Beginning with the line below that contains "for device bring-up." and ending with the line that contains "TextureUsage) -> Result<(), GpuError>;", copy every line exactly. Copy nothing else.

[Stored entries]
*** Begin section ***
//! GPU backend abstraction layer.
//!
//! The device, texture and buffer traits describe what the rest of the crate
//! needs from a backend; the `vulkan` module is the native implementation.
//! Resource lifetimes and submission ordering are part of the contract:
//! dropping a resource must never free it while submitted work can still
//! reference it, and serials returned by [`GpuDevice::submit`] complete in
//! the order they were assigned.

pub mod vulkan;

use crate::error::GpuError;
use crate::serial::Serial;
use crate::types::{BufferDescriptor, BufferUsage, TextureDescriptor, TextureFormat, TextureUsage};

/// Options for device bring-up.
#[derive(Debug, Clone, Default)]
pub struct DeviceConfig {
    /// Enable the Khronos validation layer when available.
    pub validation: bool,
    /// Override the memory suballocation block size.
    pub memory_block_size: Option<u64>,
}

/// A texture whose usage transitions are tracked by the backend.
pub trait GpuTexture {
    /// Record a barrier making `target` usage safe and remember it.
    fn transition_usage(&mut self, target: TextureUsage) -> Result<(), GpuError>;

    /// The usage of the last recorded barrier.
    fn current_usage(&self) -> TextureUsage;

    /// Every usage the texture may ever be transitioned to.
    fn allowed_usage(&self) -> TextureUsage;

    /// The texture's format.
    fn format(&self) -> TextureFormat;
}

/// A buffer whose usage transitions are tracked by the backend.
pub trait GpuBuffer {
    /// Record a barrier making `target` usage safe and remember it.
    fn transition_usage(&mut self, target: BufferUsage) -> Result<(), GpuError>;

    /// The usage of the last recorded barrier.
    fn current_usage(&self) -> BufferUsage;

    /// Every usage the buffer may ever be transitioned to.
    fn allowed_usage(&self) -> BufferUsage;

    /// Size of the buffer in bytes.
    fn size(&self) -> u64;
}

/// A device with one submission queue and an execution timeline.
pub trait GpuDevice {
    /// Texture resource type of this backend.
    type Texture: GpuTexture;
    /// Buffer resource type of this backend.
    type Buffer: GpuBuffer;

    /// Get the backend name.
    fn name(&self) -> &'static str;

    /// Create a texture resource.
    fn create_texture(&self, descriptor: &TextureDescriptor) -> Result<Self::Texture, GpuError>;

    /// Create a buffer resource.
    fn create_buffer(&self, descriptor: &BufferDescriptor) -> Result<Self::Buffer, GpuError>;

    /// Submit all commands recorded since the last submit.
    ///
    /// Returns the submission's serial, or `None` when nothing was recorded.
    fn submit(&self) -> Result<Option<Serial>, GpuError>;

    /// Observe GPU progress and reclaim completed resources.
    fn tick(&self) -> Result<(), GpuError>;

    /// Block until all submitted work completes, then reclaim resources.
    fn wait_idle(&self) -> Result<(), GpuError>;

    /// Serial of the most recent submission.
    fn last_submitted_serial(&self) -> Serial;

    /// Watermark of completed GPU work.
    fn completed_serial(&self) -> Serial;
}

impl GpuTexture for vulkan::VulkanTexture {
    fn transition_usage(&mut self, target: TextureUsage) -> Result<(), GpuError> {
        VulkanTexture::transition_usage(self, target)
    }

    fn current_usage(&self) -> TextureUsage {
        VulkanTexture::current_usage(self)
    }

    fn allowed_usage(&self) -> TextureUsage {
        VulkanTexture::allowed_usage(self)
    }

    fn format(&self) -> TextureFormat {
        VulkanTexture::format(self)
    }
}

impl GpuBuffer for vulkan::VulkanBuffer {
    fn transition_usage(&mut self, target: BufferUsage) -> Result<(), GpuError> {
        VulkanBuffer::transition_usage(self, target)
    }

    fn current_usage(&self) -> BufferUsage {
        VulkanBuffer::current_usage(self)
    }

    fn allowed_usage(&self) -> BufferUsage {
        VulkanBuffer::allowed_usage(self)
    }

    fn size(&self) -> u64 {
        VulkanBuffer::size(self)
    }
}

use vulkan::{VulkanBuffer, VulkanDevice, VulkanTexture};

impl GpuDevice for VulkanDevice {
    type Texture = VulkanTexture;
    type Buffer = VulkanBuffer;

    fn name(&self) -> &'static str {
        "vulkan"
    }

    fn create_texture(&self, descriptor: &TextureDescriptor) -> Result<VulkanTexture, GpuError> {
        VulkanDevice::create_texture(self, descriptor)
    }

    fn create_buffer(&self, descriptor: &BufferDescriptor) -> Result<VulkanBuffer, GpuError> {
        VulkanDevice::create_buffer(self, descriptor)
    }

    fn submit(&self) -> Result<Option<Serial>, GpuError> {
        self.submit_pending_commands()
    }

    fn tick(&self) -> Result<(), GpuError> {
        VulkanDevice::tick(self)
    }

    fn wait_idle(&self) -> Result<(), GpuError> {
        VulkanDevice::wait_idle(self)
    }

    fn last_submitted_serial(&self) -> Serial {
        VulkanDevice::last_submitted_serial(self)
    }

    fn completed_serial(&self) -> Serial {
        VulkanDevice::completed_serial(self)
    }
}

/// Create the default device for this platform.
pub fn create_device(config: &DeviceConfig) -> Result<VulkanDevice, GpuError> {
    let device = VulkanDevice::new(config)?;
    log::info!("Using Vulkan backend (ash)");
    Ok(device)
}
*** End section ***
[Answer to this task]
/// Options for device bring-up.
#[derive(Debug, Clone, Default)]
pub struct DeviceConfig {
    /// Enable the Khronos validation layer when available.
    pub validation: bool,
    /// Override the memory suballocation block size.
    pub memory_block_size: Option<u64>,
}

/// A texture whose usage transitions are tracked by the backend.
pub trait GpuTexture {
    /// Record a barrier making `target` usage safe and remember it.
    fn transition_usage(&mut self, target: TextureUsage) -> Result<(), GpuError>;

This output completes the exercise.